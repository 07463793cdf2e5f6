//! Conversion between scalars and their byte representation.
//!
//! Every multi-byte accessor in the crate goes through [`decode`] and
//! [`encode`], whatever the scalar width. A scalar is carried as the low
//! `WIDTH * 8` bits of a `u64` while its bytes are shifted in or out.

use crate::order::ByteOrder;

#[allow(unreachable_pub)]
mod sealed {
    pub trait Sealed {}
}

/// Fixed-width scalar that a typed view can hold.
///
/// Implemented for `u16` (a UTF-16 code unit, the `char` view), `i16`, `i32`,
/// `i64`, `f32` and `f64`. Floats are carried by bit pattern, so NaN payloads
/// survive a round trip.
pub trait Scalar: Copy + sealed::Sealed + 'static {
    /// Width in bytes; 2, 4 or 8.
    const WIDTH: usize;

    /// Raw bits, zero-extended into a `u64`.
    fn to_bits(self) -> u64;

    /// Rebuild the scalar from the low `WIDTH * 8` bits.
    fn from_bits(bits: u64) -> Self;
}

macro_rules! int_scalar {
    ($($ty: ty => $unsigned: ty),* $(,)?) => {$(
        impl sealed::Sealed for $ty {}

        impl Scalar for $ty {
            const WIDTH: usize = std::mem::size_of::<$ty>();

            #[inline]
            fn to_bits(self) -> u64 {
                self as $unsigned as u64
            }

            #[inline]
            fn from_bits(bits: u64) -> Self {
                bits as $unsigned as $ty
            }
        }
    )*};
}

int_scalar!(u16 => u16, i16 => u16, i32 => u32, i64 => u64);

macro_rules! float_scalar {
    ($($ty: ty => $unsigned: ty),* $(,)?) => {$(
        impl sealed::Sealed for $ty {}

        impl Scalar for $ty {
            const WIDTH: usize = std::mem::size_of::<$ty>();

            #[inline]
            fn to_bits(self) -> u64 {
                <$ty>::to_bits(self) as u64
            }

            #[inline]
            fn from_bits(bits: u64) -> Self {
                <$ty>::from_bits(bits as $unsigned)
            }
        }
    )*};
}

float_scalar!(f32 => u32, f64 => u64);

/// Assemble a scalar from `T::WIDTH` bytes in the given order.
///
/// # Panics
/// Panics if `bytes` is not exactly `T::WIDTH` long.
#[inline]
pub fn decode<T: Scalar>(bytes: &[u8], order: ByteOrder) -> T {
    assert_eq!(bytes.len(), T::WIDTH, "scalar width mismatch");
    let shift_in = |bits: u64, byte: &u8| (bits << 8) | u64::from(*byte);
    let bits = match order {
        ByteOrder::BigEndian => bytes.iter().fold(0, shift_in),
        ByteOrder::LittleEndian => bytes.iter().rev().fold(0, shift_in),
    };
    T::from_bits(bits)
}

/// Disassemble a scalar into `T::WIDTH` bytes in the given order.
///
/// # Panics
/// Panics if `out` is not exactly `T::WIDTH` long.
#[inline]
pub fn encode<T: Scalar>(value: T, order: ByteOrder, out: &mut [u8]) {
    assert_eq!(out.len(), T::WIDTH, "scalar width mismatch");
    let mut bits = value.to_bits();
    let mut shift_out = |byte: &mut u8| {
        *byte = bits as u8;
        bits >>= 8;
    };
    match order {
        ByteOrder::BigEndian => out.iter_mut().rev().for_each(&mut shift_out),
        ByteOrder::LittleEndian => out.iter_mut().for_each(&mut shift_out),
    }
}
* * *
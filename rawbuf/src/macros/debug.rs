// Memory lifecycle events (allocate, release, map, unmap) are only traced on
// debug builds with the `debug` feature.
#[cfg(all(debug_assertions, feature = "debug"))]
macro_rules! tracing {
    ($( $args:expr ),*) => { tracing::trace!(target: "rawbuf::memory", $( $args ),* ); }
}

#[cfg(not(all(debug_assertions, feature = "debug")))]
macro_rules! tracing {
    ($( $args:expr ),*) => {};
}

- _WHAT IS EXPECTED_: The output should be exactly the lines above from the line containing "Raw bits, zero-extended" to the line containing "<$ty>::from_bits(bits as $unsigned)", inclusive, with no other lines.

- _RESULT_:
    /// Raw bits, zero-extended into a `u64`.
    fn to_bits(self) -> u64;

    /// Rebuild the scalar from the low `WIDTH * 8` bits.
    fn from_bits(bits: u64) -> Self;
}

macro_rules! int_scalar {
    ($($ty: ty => $unsigned: ty),* $(,)?) => {$(
        impl sealed::Sealed for $ty {}

        impl Scalar for $ty {
            const WIDTH: usize = std::mem::size_of::<$ty>();

            #[inline]
            fn to_bits(self) -> u64 {
                self as $unsigned as u64
            }

            #[inline]
            fn from_bits(bits: u64) -> Self {
                bits as $unsigned as $ty
            }
        }
    )*};
}

int_scalar!(u16 => u16, i16 => u16, i32 => u32, i64 => u64);

macro_rules! float_scalar {
    ($($ty: ty => $unsigned: ty),* $(,)?) => {$(
        impl sealed::Sealed for $ty {}

        impl Scalar for $ty {
            const WIDTH: usize = std::mem::size_of::<$ty>();

            #[inline]
            fn to_bits(self) -> u64 {
                <$ty>::to_bits(self) as u64
            }

            #[inline]
            fn from_bits(bits: u64) -> Self {
                <$ty>::from_bits(bits as $unsigned)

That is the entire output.